Imagine if your website was hosted on a server that happened to be also serving a customer who, according to Pennsylvania lawmakers, was hosting a child porn site. All of a sudden, you're dead in the water, and potential customers in Pennsylvania can't reach you. Meanwhile, neither you nor your web hosting provider have any idea that this is happening, because the law made the "dirty list" a secret.
This was a bad law. Striking it down was the right thing to do.
Certainly if the false positive problem was big, they'd be getting complaints. No?
And how would you, as a BT Yahoo! customer, know whether or not they're getting complaints about "Cleanfeed" blocking legitimate websites? Do you trust BT or Yahoo! to be 100% unbiased?
If the software can identify the porn/sites to block the stuff, then surely people who look at it could be offered help. Tackle the problem at the source. Remove the kiddie porn and the problem doesn't go away, remove the desire for kiddie porn and you have solved the problem.
This assumes the consumer mentality, and I don't agree with the idea. You aren't going to stop child pornography by going after the people who look at it; in fact, this is ass-backwards, and unfortunately it's the way that the US government seems to be pursuing the issue.
The viewers aren't the root of the problem, you have to target the producers. Child abuse happens, this is a fact and always will be. Sometimes it's filmed, or photographed, or whatever. This is going to happen even if there are no "end users." Somewhere in America, right now, a father is abusing his daughter and he's recording it with his camcorder. He's not doing it because he wants to make money off the movie, he may not even have any idea how to sell the movie, he's doing it because it gets him off. If he can figure out how to share the video with others, that's just a "bonus."
People were sexually abusing children long before the advent of digicams, and even before the advent of cameras themselves. I don't buy the idea that child pornography is a "consumer driven" industry, no matter how hard the government tries to push that paradigm. The perpetrators of these crimes are going to do the child abuse whether they make profit or not, their goal isn't profit, it's the sexual gratification.
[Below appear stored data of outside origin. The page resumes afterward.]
// Copyright 2025 the Flick Authors
// SPDX-License-Identifier: Apache-2.0 OR MIT

//! Pan tracking: total centroid translation across pointer additions and removals.
//!
//! ## Usage
//!
//! 1) Start tracking with [`PanTracker::start`] at the first pointer's position.
//! 2) On each move, call [`PanTracker::update`] with the current centroid to get
//!    the total translation since the start.
//! 3) When pointers are added or removed the centroid jumps; call
//!    [`PanTracker::rebase`] with the new centroid so the translation continues
//!    smoothly from where it was.
//! 4) End with [`PanTracker::end`].
//!
//! ## Minimal example
//!
//! ```
//! use kurbo::{Point, Vec2};
//! use flick_gesture::PanTracker;
//!
//! let mut pan = PanTracker::default();
//! pan.start(Point::new(10.0, 20.0));
//! assert_eq!(pan.update(Point::new(30.0, 20.0)), Some(Vec2::new(20.0, 0.0)));
//!
//! // A second finger lands; the centroid moves to (60, 20) without any drag.
//! pan.rebase(Point::new(60.0, 20.0));
//! assert_eq!(pan.translation(), Some(Vec2::new(20.0, 0.0)));
//!
//! assert_eq!(pan.update(Point::new(65.0, 25.0)), Some(Vec2::new(25.0, 5.0)));
//! ```

use kurbo::{Point, Vec2};

/// Tracks the translation of a pointer centroid.
#[derive(Debug, Clone, Default, Copy)]
pub struct PanTracker {
    /// Centroid the current segment is measured from.
    pub origin: Option<Point>,
    /// Last recorded centroid.
    pub last: Option<Point>,
    /// Translation accumulated by earlier segments.
    pub carried: Vec2,
}

impl PanTracker {
    /// Start tracking from the given position, discarding any previous state.
    pub fn start(&mut self, pos: Point) {
        self.origin = Some(pos);
        self.last = Some(pos);
        self.carried = Vec2::ZERO;
    }

    /// Record a new centroid, returning the total translation since the start.
    pub fn update(&mut self, pos: Point) -> Option<Vec2> {
        let origin = self.origin?;
        self.last = Some(pos);
        Some(self.carried + (pos - origin))
    }

    /// Start a new segment at `pos`, keeping the translation reached so far.
    pub fn rebase(&mut self, pos: Point) {
        if let (Some(origin), Some(last)) = (self.origin, self.last) {
            self.carried += last - origin;
            self.origin = Some(pos);
            self.last = Some(pos);
        }
    }

    /// Total translation at the last recorded centroid.
    pub fn translation(&self) -> Option<Vec2> {
        let origin = self.origin?;
        let last = self.last?;
        Some(self.carried + (last - origin))
    }

    /// Stop tracking and reset state.
    pub fn end(&mut self) {
        *self = Self::default();
    }

    /// Returns `true` while tracking.
    pub fn is_tracking(&self) -> bool {
        self.origin.is_some()
    }
}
Even if we magically managed to stop all child porn tomorrow, hundreds of daddies are going to be diddling their daughters tomorrow, if for no other reason than to ejaculate. And this is why going after the "consumers" of kid porn is never going to solve the problems. We've got to target the producers, the people who are actually doing the child abuse.
No, it's not illegal, as long as no actual child porn is displayed prior to the "signup page," and this is how a lot of child porn busts are made. The feds set up a fake child porn website, wait for people to sign up, and then take them down. Similar activity takes place on Usenet. Legal porn newsgroups are covered with posts like "MANBOY TRADE," fishing for people who are willing to offer up their address in exchange for illegal pornography.
There is no entrapment, because the feds aren't encouraging a crime that would not otherwise have taken place. The cops are making a situation available, but they aren't coercing anyone into the deal. It's perfectly legal for a cop to stand on a street corner "looking like" a drug dealer, and he can bust anyone who attempts to buy drugs from him. Likewise, it's perfectly legal for the law to set up a site that "looks like" a child porn site, and bust anyone who attempts to sign up.
It's called a sting operation, and it's totally legal. IMO, this is where the majority of child protection tax dollars should be going. Not to legislation that gives states the right to set up secret "website blacklists" that ISPs are required to obey.
What does freedom of speech have to do with child porn apart from technical implementation of filtering?
As I recall, the Pennsylvania law required ISPs operating in PA to block access to a "master list" of sites which were deemed to be providing child pornography, but the list of sites was kept secret (ostensibly to prevent the public from getting a list of kiddie porn websites). It's a good idea in theory: the gummint finds kiddy porn, tells ISPs to block it, and doesn't give the goods away to the public by revealing the list of sites.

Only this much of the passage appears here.